A patient had health insurance coverage under a policy administered by a Blue Cross/Blue Shield plan. The insurance underwriter issued a requirement that members obtain certain high-cost medications from a specialty pharmacy network for in-network, lower-cost coverage to apply. Using the insurer’s specified specialty-pharmacy source would have meant that the patient would pay $120 for a monthly supply of the medication he consumed. If he continued to use his hometown pharmacy, the insurer would not cover any of the expense, meaning that he would have to pay thousands of dollars per month himself. This meant that the patient could no longer use his local pharmacy to provide his medications.

The insured individual liked his relationship with his hometown pharmacist, who knew his health history and could spot potentially harmful drug interactions. The patient was also concerned that having the medication delivered to his home by the specialty pharmacy might compromise his privacy or risk temperature damage to the medication. He asked the insurer to let him opt out of the specialty-pharmacy mandate, but that request was declined by the insurer.

The patient felt this was a discriminatory decision by the plan, and he filed a putative class action lawsuit against the insurer in federal court. In order for a claim to proceed as a class action lawsuit, the court must certify the class of individuals adversely affected. Until that certification has been made by the court, the claim is referred to as a “putative” class action.

The patient advanced 3 bases for his claim of discrimination by the insurer: It discriminated against him and other beneficiaries who were HIV positive under an antidiscrimination provision in the ACA, it was discriminatory under the Americans with Disabilities Act, and it breached his contract of insurance with the underwriter. The insurance company made a motion with the trial court to dismiss the complaint, and the trial court judge granted that motion and denied the plaintiff the opportunity to amend his complaint. The insured patient appealed that decision to the relevant federal appellate court.


The US Court of Appeals with jurisdiction over the geographic area in question examined each of the plaintiff’s arguments in turn, denying all bases advanced by the insurance beneficiary. It upheld all the rulings of the trial court judge in the matter.


Turning first to the claim rooted in a provision of the ACA, a thorough review of that statute’s wording led the appellate court judges to the conclusion that the antidiscrimination provision in the ACA was linked to the standards defining discrimination appearing in the Rehabilitation Act of 1973.

That earlier statute uses this standard; The differential treatment must be based “solely by reason of the individual’s disability.”

If the differential treatment was linked to some other reason, that action did not equate to “the kind of discrimination barred by the law.”

Looking at the specific provisions of the insurance plan and the operating policies implemented by the insurer, the court concluded that the insurance plan did not deny him benefits, nor did it discriminate against him based on disability.

Specific wording for the decision addresses that: “The plan’s specialty medications list is neutral on its face. Some of the included medicines are apt to be used by those with disabilities. But plenty of others are not, such as medicines used to treat high cholesterol, osteoporosis, or allergic rhinitis.…”

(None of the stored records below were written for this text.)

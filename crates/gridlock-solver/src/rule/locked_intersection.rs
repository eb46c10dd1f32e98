use gridlock_core::{Board, Contradiction, Digit, Unit, UnitKind};
use tinyvec::{ArrayVec, array_vec};

use crate::{SolverError, rule::Rule};

const NAME: &str = "Locked Intersection";

/// Bidirectional cross-block forcing.
///
/// For each value not yet placed in a block, the two horizontal neighbours
/// may each pin the value to one in-block row, and the two vertical
/// neighbours to one in-block column. Starting from row set `{0, 1, 2}` minus
/// the pinned rows and the analogous column set, the sets are refined against
/// cells already solved in this block: a row all of whose cells at the
/// current column set are solved cannot host the value, and symmetrically for
/// columns. If both sets reduce to a single index, the cell at their
/// intersection must hold the value and is assigned directly.
///
/// The deduction leans on every value appearing exactly 3 times per band, so
/// it is only sound after naked-subset and locked row/column elimination have
/// already run in the same pass; the solver sequences it last.
///
/// Applied to a row or column unit the rule is a no-op.
#[derive(Debug, Default, Clone, Copy)]
pub struct LockedIntersection {}

impl LockedIntersection {
    /// Creates a new `LockedIntersection` rule.
    #[must_use]
    pub const fn new() -> Self {
        Self {}
    }
}

/// `{0, 1, 2}` minus the indices pinned by the two neighbours.
fn open_lines(pinned: [Option<u8>; 2]) -> ArrayVec<[u8; 3]> {
    let mut lines = array_vec![[u8; 3] => 0, 1, 2];
    for pin in pinned.into_iter().flatten() {
        lines.retain(|&line| line != pin);
    }
    lines
}

impl Rule for LockedIntersection {
    fn name(&self) -> &'static str {
        NAME
    }

    fn apply(&self, board: &mut Board, unit: &Unit) -> Result<bool, SolverError> {
        if unit.kind() != UnitKind::Block || unit.is_solved(board) {
            return Ok(false);
        }
        let horizontal = unit.horizontal_neighbours(board)?;
        let vertical = unit.vertical_neighbours(board)?;

        let mut changed = false;
        for digit in Digit::ALL {
            if unit.has_solved_cell_with_value(board, digit) {
                continue;
            }

            let mut rows = open_lines(
                horizontal.map(|neighbour| neighbour.unique_row_for_candidate(board, digit)),
            );
            let mut cols = open_lines(
                vertical.map(|neighbour| neighbour.unique_column_for_candidate(board, digit)),
            );

            if rows.len() != 1 || cols.len() != 1 {
                // Refine against solved cells, iterating over snapshots of
                // both sets so removals do not feed back into the checks.
                let row_snapshot = rows;
                let col_snapshot = cols;
                let solved_at = |row: u8, col: u8| {
                    board
                        .cell(unit.coords()[usize::from(3 * row + col)])
                        .is_solved()
                };
                for &row in &row_snapshot {
                    if col_snapshot.iter().all(|&col| solved_at(row, col)) {
                        rows.retain(|&r| r != row);
                    }
                }
                for &col in &col_snapshot {
                    if row_snapshot.iter().all(|&row| solved_at(row, col)) {
                        cols.retain(|&c| c != col);
                    }
                }
            }

            let (&[row], &[col]) = (rows.as_slice(), cols.as_slice()) else {
                continue;
            };
            let coord = unit.coords()[usize::from(3 * row + col)];
            if board.cell(coord).is_solved() {
                return Err(Contradiction::AlreadySolved { coord }.into());
            }
            board.set_cell_value(coord, digit);
            changed = true;
        }
        Ok(changed)
    }
}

The court continued, clarifying its focus: “The common trait linking the listed drugs is cost, not the disabled status of their users. Because the specialty medications program does not distinguish based on disability, much less ‘solely’ so, it does not convey any discriminatory intent.”

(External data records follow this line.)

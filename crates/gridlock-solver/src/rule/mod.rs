//! Propagation rules.
//!
//! Each rule implements the [`Rule`] trait: given a unit on a board, it
//! removes candidates (or forces a value) that the unit's constraints rule
//! out, and reports whether anything changed. Rules are stateless; the
//! [`Solver`](crate::Solver) decides which units each rule sees and how often
//! it runs.

use std::fmt::Debug;

use gridlock_core::{Board, Unit};

pub use self::{
    locked_columns::LockedColumns, locked_intersection::LockedIntersection,
    locked_rows::LockedRows, naked_subsets::NakedSubsets,
};
use crate::SolverError;

mod locked_columns;
mod locked_intersection;
mod locked_rows;
mod naked_subsets;

/// A propagation rule applied to one unit of a board.
pub trait Rule: Debug {
    /// Returns the name of the rule.
    fn name(&self) -> &'static str;

    /// Applies the rule to the given unit, mutating the board's cells.
    ///
    /// # Returns
    ///
    /// * `Ok(true)` - The rule changed at least one cell
    /// * `Ok(false)` - The rule was applied but nothing changed
    ///
    /// # Errors
    ///
    /// Returns an error if the rule detects an invalid board state. On
    /// boards whose givens passed validation, rules only err after a wrong
    /// backtracking guess has made the board inconsistent.
    fn apply(&self, board: &mut Board, unit: &Unit) -> Result<bool, SolverError>;
}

Focusing on a prior court decision, this panel of 3 judges concluded that the applicable federal statutes did not prohibit “disparate-impact discrimination.” Disparate-impact discrimination occurs when an entity acts for a nondiscriminatory reason but nevertheless disproportionately harms a protected group.

In this case, the court ruled that the relevant statute bars discrimination “solely by reason of his or her disability.”

In the view of these judges, that language does not encompass actions taken for nondiscriminatory reasons.

Turning to the Americans with Disabilities Act, the court focused on the prohibition of discrimination in the enjoyment of public accommodations “by any person who owns, leases [or leases to], or operates a place of public accommodation.”

Although a pharmacy is considered a place of public accommodation, the insurance company does not “own, lease, or operate” the plaintiff’s pharmacy, so that argument came up short.

The appellate court also rejected the arguments tied to breach of the contract of insurance. Because the first 2 discrimination claims did not prevail, the contract-based argument failed, as well: “The failure of his statutory claims dooms his argument that the insurer violated its duty of dealing in good faith.”

The plaintiff had already been permitted to amend the wording of his complaint that launched the matter once.

On appeal, he presented “few hints about what amendments he would make.”

As a result, the appellate court did not extend an opportunity to amend it once again.